A. Hydrothermal Vent Fields
These conditions can be found for instance in regions where
hydrothermal vents are present. For a future exploration of
these regions, it would be of interest to investigate different
colonisations with organism depending on the environmental
conditions. Typically, in hydrothermal vent regions mussel
banks and colonies of tube worms are found in regions close
to the orifices of the hydrothermal vents. A specific task for
the robot team could be to investigate these regions with
hydrothermal vent activity. The free swimming AUV could
be used to make a general survey of the region and to identify
sources of hot water outflow. After that, the bottom bound
robots will be released to spots of interest and will start
evaluating the region. The collected information is collected in
a central controller and will be updated permanently during the
mission. With this information available for all three types of
robot, a more focused investigation of the area will be started
by redirecting the robots to points of interest or areas where
temporal intermittent events occur (geyser). The cooperative
approach therefore will allow for a flexible strategy to investigate a region of high variability. To investigate biological
phenomena, it is necessary to address the issue of the changing
morphology of the seafloor. Some organism can only survive in
a well protected environment which could mean rough terrain.

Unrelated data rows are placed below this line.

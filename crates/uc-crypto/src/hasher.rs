use uc_types::Digest;

use crate::canonical::{Canonical, EncodingError};

/// Domain-separated BLAKE3 hasher.
///
/// Each hasher carries a domain tag (e.g. `"uc-proof-quality-v1"`) that is
/// prepended to every hash computation, so a quality commitment and a route
/// commitment over identical bytes never collide.
pub struct ContentHasher {
    domain: &'static str,
}

impl ContentHasher {
    /// Commitments over QUALITY proof inputs.
    pub const QUALITY_COMMITMENT: Self = Self {
        domain: "uc-proof-quality-v1",
    };
    /// Commitments over ECONOMIC proof inputs.
    pub const ECONOMIC_COMMITMENT: Self = Self {
        domain: "uc-proof-economic-v1",
    };
    /// Commitments over ROUTE proof inputs.
    pub const ROUTE_COMMITMENT: Self = Self {
        domain: "uc-proof-route-v1",
    };
    /// Fingerprint of a complete proof record.
    pub const PROOF_RECORD: Self = Self {
        domain: "uc-proof-record-v1",
    };

    /// Create a hasher with a custom domain tag.
    pub const fn new(domain: &'static str) -> Self {
        Self { domain }
    }

    /// Hash raw bytes with domain separation.
    pub fn hash(&self, data: &[u8]) -> Digest {
        let mut hasher = blake3::Hasher::new();
        hasher.update(self.domain.as_bytes());
        hasher.update(b":");
        hasher.update(data);
        Digest::from_bytes(*hasher.finalize().as_bytes())
    }

    /// Hash the canonical encoding of a value.
    pub fn hash_canonical<T: Canonical + ?Sized>(&self, value: &T) -> Result<Digest, EncodingError> {
        let bytes = value.canonical_bytes()?;
        Ok(self.hash(bytes.as_bytes()))
    }

    /// Verify that data produces the expected digest.
    pub fn verify(&self, data: &[u8], expected: &Digest) -> bool {
        self.hash(data) == *expected
    }

    /// The domain tag used by this hasher.
    pub fn domain(&self) -> &str {
        self.domain
    }
}
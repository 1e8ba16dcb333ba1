//! Append-only, hash-chained ledger for UNI-CHAIN.
//!
//! This crate is the trust core's record keeper. It provides:
//! - Economic and Quality record types with canonical hashing
//! - `LedgerWriter` / `LedgerReader` trait boundaries
//! - `HashChainBuilder`, the sole owner of each channel's chain head
//! - `Ledger`, the store-backed implementation with restart recovery
//! - Chain verification over persisted bytes
//! - The batch trail projection

pub mod chain;
pub mod error;
pub mod ledger;
pub mod projection;
pub mod query;
pub mod records;
pub mod traits;
pub mod validation;
pub mod verify;

pub use chain::{ChainHead, HashChainBuilder, Slot};
pub use error::LedgerError;
pub use ledger::Ledger;
pub use projection::{BatchTrail, TrailEntry};
pub use query::{EconomicFilter, QualityFilter};
pub use records::{
    ChannelPayload, EconomicEvent, EconomicRecord, EconomicTx, LedgerEntry, PaymentMethod,
    QualityRecord, QualityStage, QualityTx, Record,
};
pub use traits::{LedgerReader, LedgerWriter};
pub use verify::{ChainFailure, ChainReport, FailureKind};
use thiserror::Error;

/// Errors produced by type operations.
#[derive(Debug, Error, PartialEq, Eq)]
pub enum TypeError {
    #[error("invalid hex string: {0}")]
    InvalidHex(String),

    #[error("invalid byte length: expected {expected}, got {actual}")]
    InvalidLength { expected: usize, actual: usize },

    #[error("unknown actor role: {0}")]
    UnknownRole(String),

    #[error("unknown channel: {0}")]
    UnknownChannel(String),

    #[error("invalid uuid: {0}")]
    InvalidUuid(String),

    #[error("invalid record id: {0}")]
    InvalidRecordId(String),
}
use uc_crypto::EncodingError;
use uc_store::StoreError;
use uc_types::{Channel, Digest, RecordId};

/// Errors produced by ledger operations.
#[derive(Debug, thiserror::Error)]
pub enum LedgerError {
    /// A required field is missing or malformed. Raised before any seal.
    #[error("invalid `{field}`: {reason}")]
    Validation { field: String, reason: String },

    #[error("encoding error: {0}")]
    Encoding(#[from] EncodingError),

    /// The channel tip moved between the caller's read and the seal.
    #[error("chain conflict on {channel}: expected tip {expected}, found {actual}")]
    ChainConflict {
        channel: Channel,
        expected: Digest,
        actual: Digest,
    },

    /// Persisted records do not form a valid chain.
    #[error("integrity failure on {channel} at record {record_id}: {reason}")]
    IntegrityFailure {
        channel: Channel,
        record_id: RecordId,
        reason: String,
    },

    #[error("store error: {0}")]
    Store(#[from] StoreError),

    #[error("chain head lock poisoned")]
    LockPoisoned,
}

impl LedgerError {
    pub(crate) fn invalid(field: impl Into<String>, reason: impl Into<String>) -> Self {
        Self::Validation {
            field: field.into(),
            reason: reason.into(),
        }
    }

    /// Returns `true` for errors raised before any chain mutation was attempted.
    pub fn is_rejection(&self) -> bool {
        matches!(self, Self::Validation { .. } | Self::Encoding(_))
    }
}
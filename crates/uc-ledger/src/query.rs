use serde::{Deserialize, Serialize};
use uc_types::{ActorRole, BatchId};

use crate::records::{EconomicRecord, QualityRecord, QualityStage};

/// Filter for economic queries. Unset fields match everything.
#[derive(Clone, Debug, Default, PartialEq, Eq, Serialize, Deserialize)]
#[serde(rename_all = "camelCase")]
pub struct EconomicFilter {
    pub batch_id: Option<BatchId>,
    pub from_party: Option<ActorRole>,
    pub to_party: Option<ActorRole>,
}

impl EconomicFilter {
    pub fn new() -> Self {
        Self::default()
    }

    pub fn batch(mut self, batch_id: impl Into<BatchId>) -> Self {
        self.batch_id = Some(batch_id.into());
        self
    }

    pub fn from_party(mut self, role: ActorRole) -> Self {
        self.from_party = Some(role);
        self
    }

    pub fn to_party(mut self, role: ActorRole) -> Self {
        self.to_party = Some(role);
        self
    }

    pub fn matches(&self, record: &EconomicRecord) -> bool {
        let tx = &record.payload;
        self.batch_id
            .as_ref()
            .map_or(true, |b| tx.batch_id.as_ref() == Some(b))
            && self.from_party.map_or(true, |r| tx.from_party == r)
            && self.to_party.map_or(true, |r| tx.to_party == r)
    }
}

/// Filter for quality queries. Unset fields match everything.
#[derive(Clone, Debug, Default, PartialEq, Eq, Serialize, Deserialize)]
#[serde(rename_all = "camelCase")]
pub struct QualityFilter {
    pub batch_id: Option<BatchId>,
    pub stage: Option<QualityStage>,
}

impl QualityFilter {
    pub fn new() -> Self {
        Self::default()
    }

    pub fn batch(mut self, batch_id: impl Into<BatchId>) -> Self {
        self.batch_id = Some(batch_id.into());
        self
    }

    pub fn stage(mut self, stage: QualityStage) -> Self {
        self.stage = Some(stage);
        self
    }

    pub fn matches(&self, record: &QualityRecord) -> bool {
        let tx = &record.payload;
        self.batch_id
            .as_ref()
            .map_or(true, |b| tx.batch_id.as_ref() == Some(b))
            && self.stage.map_or(true, |s| tx.stage == s)
    }
}
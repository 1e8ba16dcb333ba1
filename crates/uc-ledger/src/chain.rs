use std::sync::{Mutex, MutexGuard};

use serde::Serialize;
use uc_crypto::{CanonicalBytes, HashChainVerifier};
use uc_types::{Channel, Digest, RecordId, Timestamp};

use crate::error::LedgerError;

/// The running state of one channel's chain.
#[derive(Clone, Copy, Debug, PartialEq, Eq, Serialize)]
pub struct ChainHead {
    /// Hash of the last sealed record, or [`Digest::GENESIS`].
    pub tip: Digest,
    /// Number of sealed records.
    pub len: u64,
    pub last_timestamp: Option<Timestamp>,
}

impl ChainHead {
    pub const EMPTY: Self = Self {
        tip: Digest::GENESIS,
        len: 0,
        last_timestamp: None,
    };

    pub fn is_empty(&self) -> bool {
        self.len == 0
    }

    fn next_slot(&self) -> Slot {
        Slot {
            id: RecordId::new(self.len + 1),
            timestamp: Timestamp::after(self.last_timestamp),
            prev_hash: self.tip,
        }
    }
}

impl Default for ChainHead {
    fn default() -> Self {
        Self::EMPTY
    }
}

/// The position a record is about to be sealed into.
#[derive(Clone, Copy, Debug, PartialEq, Eq)]
pub struct Slot {
    pub id: RecordId,
    pub timestamp: Timestamp,
    pub prev_hash: Digest,
}

/// Owner of the per-channel chain heads.
///
/// Each channel's head sits behind its own mutex. [`seal`](Self::seal) holds
/// that mutex across read-tip, hash, persist and advance, so two seals on the
/// same channel can never link to the same predecessor. The two channels
/// never share a lock.
#[derive(Debug, Default)]
pub struct HashChainBuilder {
    economic: Mutex<ChainHead>,
    quality: Mutex<ChainHead>,
}

impl HashChainBuilder {
    pub fn new() -> Self {
        Self::default()
    }

    /// Resume from heads recovered at startup.
    pub fn from_heads(economic: ChainHead, quality: ChainHead) -> Self {
        Self {
            economic: Mutex::new(economic),
            quality: Mutex::new(quality),
        }
    }

    fn lock(&self, channel: Channel) -> Result<MutexGuard<'_, ChainHead>, LedgerError> {
        let head = match channel {
            Channel::Economic => &self.economic,
            Channel::Quality => &self.quality,
        };
        head.lock().map_err(|_| LedgerError::LockPoisoned)
    }

    /// Snapshot of a channel's head.
    pub fn head(&self, channel: Channel) -> Result<ChainHead, LedgerError> {
        Ok(*self.lock(channel)?)
    }

    /// Seal one record onto `channel`.
    ///
    /// `draft` builds the record for the offered slot along with its
    /// canonical bytes. The builder computes `hash = H(bytes || prev_hash)`
    /// and hands it to `commit`, which stamps and persists the record. The
    /// tip advances only after `commit` succeeds, so a failed write leaves
    /// the channel exactly as it was.
    ///
    /// With `expected_tip`, the seal fails with
    /// [`LedgerError::ChainConflict`] unless the current tip matches.
    pub fn seal<T>(
        &self,
        channel: Channel,
        expected_tip: Option<Digest>,
        draft: impl FnOnce(&Slot) -> Result<(T, CanonicalBytes), LedgerError>,
        commit: impl FnOnce(&mut T, Digest) -> Result<(), LedgerError>,
    ) -> Result<T, LedgerError> {
        let mut head = self.lock(channel)?;
        if let Some(expected) = expected_tip {
            if expected != head.tip {
                return Err(LedgerError::ChainConflict {
                    channel,
                    expected,
                    actual: head.tip,
                });
            }
        }

        let slot = head.next_slot();
        let (mut sealed, bytes) = draft(&slot)?;
        let hash = HashChainVerifier::compute_hash(bytes.as_bytes(), &slot.prev_hash);
        commit(&mut sealed, hash)?;

        head.tip = hash;
        head.len = slot.id.seq();
        head.last_timestamp = Some(slot.timestamp);
        Ok(sealed)
    }
}
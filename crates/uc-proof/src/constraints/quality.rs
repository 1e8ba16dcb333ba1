use crate::claim::{Checklist, Claim, ClaimDetail, Violation};
use crate::config::QualityBounds;
use crate::payload::{ProofType, QualityPayload};

pub const MOISTURE_RANGE: &str = "moisture_range";
pub const TEMPERATURE_RANGE: &str = "temperature_range";
pub const READINGS_PRESENT: &str = "readings_present";
pub const READINGS_RANGE: &str = "readings_range";
pub const READINGS_TIME_ORDER: &str = "readings_time_order";
pub const READINGS_STEP: &str = "readings_step";
pub const READINGS_DEVIATION: &str = "readings_deviation";

pub fn evaluate(payload: &QualityPayload, bounds: &QualityBounds) -> (Claim, Option<Violation>) {
    let mut checks = Checklist::new(ProofType::Quality);
    let readings = &payload.readings;

    checks.record(MOISTURE_RANGE, in_range(payload.moisture_level, &bounds.moisture, "moisture"));
    checks.record(
        TEMPERATURE_RANGE,
        in_range(payload.temperature, &bounds.temperature, "temperature"),
    );

    checks.record(
        READINGS_PRESENT,
        if readings.len() < bounds.min_readings || readings.len() > bounds.max_readings {
            Err(format!(
                "{} readings, expected {}..={}",
                readings.len(),
                bounds.min_readings,
                bounds.max_readings
            ))
        } else {
            Ok(())
        },
    );

    checks.record(
        READINGS_RANGE,
        match readings
            .iter()
            .position(|r| !bounds.reading_range.contains(r.value))
        {
            Some(i) => Err(format!(
                "reading {i} ({}) outside {}",
                readings[i].value, bounds.reading_range
            )),
            None => Ok(()),
        },
    );

    checks.record(
        READINGS_TIME_ORDER,
        match readings.windows(2).position(|w| w[1].at < w[0].at) {
            Some(i) => Err(format!("reading {} is timestamped before reading {i}", i + 1)),
            None => Ok(()),
        },
    );

    checks.record(
        READINGS_STEP,
        match readings
            .windows(2)
            .position(|w| (w[1].value - w[0].value).abs() > bounds.max_step)
        {
            Some(i) => Err(format!(
                "step {} -> {} exceeds {}",
                readings[i].value,
                readings[i + 1].value,
                bounds.max_step
            )),
            None => Ok(()),
        },
    );

    let deviation = std_dev(readings.iter().map(|r| r.value));
    checks.record(
        READINGS_DEVIATION,
        if deviation > bounds.max_std_dev {
            Err(format!("standard deviation {deviation:.3} exceeds {}", bounds.max_std_dev))
        } else {
            Ok(())
        },
    );

    checks.finish(ClaimDetail::Quality {
        stage: payload.stage.clone(),
        reading_count: readings.len() as u64,
    })
}

fn in_range(value: f64, range: &crate::config::ValueRange, what: &str) -> Result<(), String> {
    if range.contains(value) {
        Ok(())
    } else {
        Err(format!("{what} {value} outside {range}"))
    }
}

/// Population standard deviation; zero for an empty series.
fn std_dev(values: impl Iterator<Item = f64> + Clone) -> f64 {
    let n = values.clone().count();
    if n == 0 {
        return 0.0;
    }
    let mean = values.clone().sum::<f64>() / n as f64;
    let variance = values.map(|v| (v - mean).powi(2)).sum::<f64>() / n as f64;
    variance.sqrt()
}

#[cfg(test)]
mod tests {
    use super::*;
    use crate::payload::SensorReading;

    fn payload(moisture: f64, temperature: f64, values: &[f64]) -> QualityPayload {
        QualityPayload {
            batch_id: None,
            stage: "harvest".into(),
            moisture_level: moisture,
            temperature,
            readings: values
                .iter()
                .enumerate()
                .map(|(i, v)| SensorReading {
                    at: 1_000 * i as u64,
                    value: *v,
                })
                .collect(),
        }
    }

    #[test]
    fn in_range_series_passes_every_check() {
        let (claim, violation) =
            evaluate(&payload(9.5, 6.0, &[5.8, 6.0, 6.3, 6.1]), &QualityBounds::default());
        assert!(violation.is_none());
        assert_eq!(claim.checks.len(), 7);
        assert!(claim.all_passed());
    }

    #[test]
    fn hot_temperature_fails_its_check() {
        let (claim, violation) = evaluate(&payload(9.5, 15.0, &[]), &QualityBounds::default());
        let violation = violation.unwrap();
        assert_eq!(violation.check, TEMPERATURE_RANGE);
        assert!(violation.detail.contains("15"));
        assert_eq!(claim.passed_count(), 6);
    }

    #[test]
    fn series_checks() {
        let bounds = QualityBounds::default();

        let (_, v) = evaluate(&payload(9.5, 6.0, &[6.0, 12.0]), &bounds);
        assert_eq!(v.unwrap().check, READINGS_RANGE);

        let (_, v) = evaluate(&payload(9.5, 6.0, &[4.5, 9.5]), &bounds);
        assert_eq!(v.unwrap().check, READINGS_STEP);

        let tight = QualityBounds {
            max_step: 10.0,
            max_std_dev: 1.0,
            ..QualityBounds::default()
        };
        let (_, v) = evaluate(&payload(9.5, 6.0, &[4.0, 10.0, 4.0, 10.0]), &tight);
        assert_eq!(v.unwrap().check, READINGS_DEVIATION);

        let mut shuffled = payload(9.5, 6.0, &[6.0, 6.1, 6.2]);
        shuffled.readings[2].at = 500;
        let (_, v) = evaluate(&shuffled, &bounds);
        assert_eq!(v.unwrap().check, READINGS_TIME_ORDER);
    }

    #[test]
    fn reading_count_limits() {
        let bounds = QualityBounds {
            min_readings: 2,
            ..QualityBounds::default()
        };
        let (_, v) = evaluate(&payload(9.5, 6.0, &[6.0]), &bounds);
        assert_eq!(v.unwrap().check, READINGS_PRESENT);
    }

    #[test]
    fn population_std_dev() {
        let values = [2.0, 4.0, 4.0, 4.0, 5.0, 5.0, 7.0, 9.0];
        assert_eq!(std_dev(values.iter().copied()), 2.0);
        assert_eq!(std_dev(std::iter::empty()), 0.0);
    }

    proptest::proptest! {
        #[test]
        fn steady_in_range_series_always_verify(
            moisture in 8.0f64..=11.0,
            temperature in 4.0f64..=10.0,
            values in proptest::collection::vec(5.5f64..=8.5, 0..32),
        ) {
            let (claim, violation) =
                evaluate(&payload(moisture, temperature, &values), &QualityBounds::default());
            proptest::prop_assert!(violation.is_none(), "{:?}", violation);
            proptest::prop_assert!(claim.all_passed());
        }

        #[test]
        fn one_reading_out_of_range_always_fails_readings_range(
            values in proptest::collection::vec(5.5f64..=8.5, 1..32),
            index in proptest::prelude::any::<proptest::sample::Index>(),
            outlier in proptest::prop_oneof![-50.0f64..3.99, 10.01f64..50.0],
        ) {
            let mut values = values;
            let at = index.index(values.len());
            values[at] = outlier;
            let (_, violation) = evaluate(&payload(9.5, 6.0, &values), &QualityBounds::default());
            let violation = violation.unwrap();
            proptest::prop_assert_eq!(violation.check.as_str(), READINGS_RANGE);
            let expected = format!("reading {at} ");
            proptest::prop_assert!(violation.detail.starts_with(&expected));
        }
    }
}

Others like bacteria or musseles are often found in large
communities covering more flat terrain. The differing scale
coverage of the robots therefore can be used to investigate
differing phenomena while integrating common parameters
like for instance currents into the overall picture.
B. Under Ice Exploration
Ice shelves are one of the most inaccessible and most poorly
known environments on earth. Knowledge of these regions is
fundamental to the understanding of issues such as the role
of the ocean in climate change, ice melting, and the biology
beneath the ice shelf. Ice shelves are the floating edges of ice
sheets that cover Greenland and Antarctica. These ice sheets
contain 77 per cent of the world’s freshwater. Ice shelves have
sea water cavities beneath them that open to the ocean at
their edges. These cavities may be several hundred kilometres
long, with water several hundred metres deep under ice up
to a kilometre thick. To be able to investigate these huge
structures, new concepts have to be developed that necessarily
have to utilise autonomous agents. A concerted deployment
of heterogeneous, autonomous, mobile robots is attractive to
address the above mentioned issues of scientific investigations
because they allow for a flexible and targeted observation
strategy over long time periods. Beside the topography of
the sea floor below the ice, the structure, thickness and the
detailed topography of the bottom side of the ice cover,
the colonisation with organisms and the feedback between
biological and physical processes are scientific objectives of
paramount interest. The investigation of long term changes
of this sensitive environment and its causes will result in
a better understanding of the impact of climate changes on
the entire system. Possible application scenarios could be the
deployment of the AUV AUTOSUB again to conduct site
surveys to find regions of interest and acting as a central relay
station for communication purposes. The other two vehicles,
C-MOVE and SCORPION, can be deployed directly under the
bottom side of the ice shelves to be able to access particular
regions that appeared important from the AUV survey.
V. C ONCLUSION
After outlining and discussing the difficulties and the
possibilities of future cooperative underwater robotics, recapitulating, we see a high potential for transferring ideas
on cooperative robots into the field of underwater robotics.
Especially, because of the high uncertainty of sensor measurements in underwater environments, techniques of cooperative
probabilistic mapping approaches are very likely to improve
the correctness of self localization algorithms significantly.
Furthermore, heterogeneous robots allow to access new areas
of high scientific or commercial interest. Thus we believe
that it is worthwhile to pursue these ideas and we plan to
implement these with the above described robotic systems.
As a first step, we will implement a simulation for further
evaluation of the foreseen application scenarios.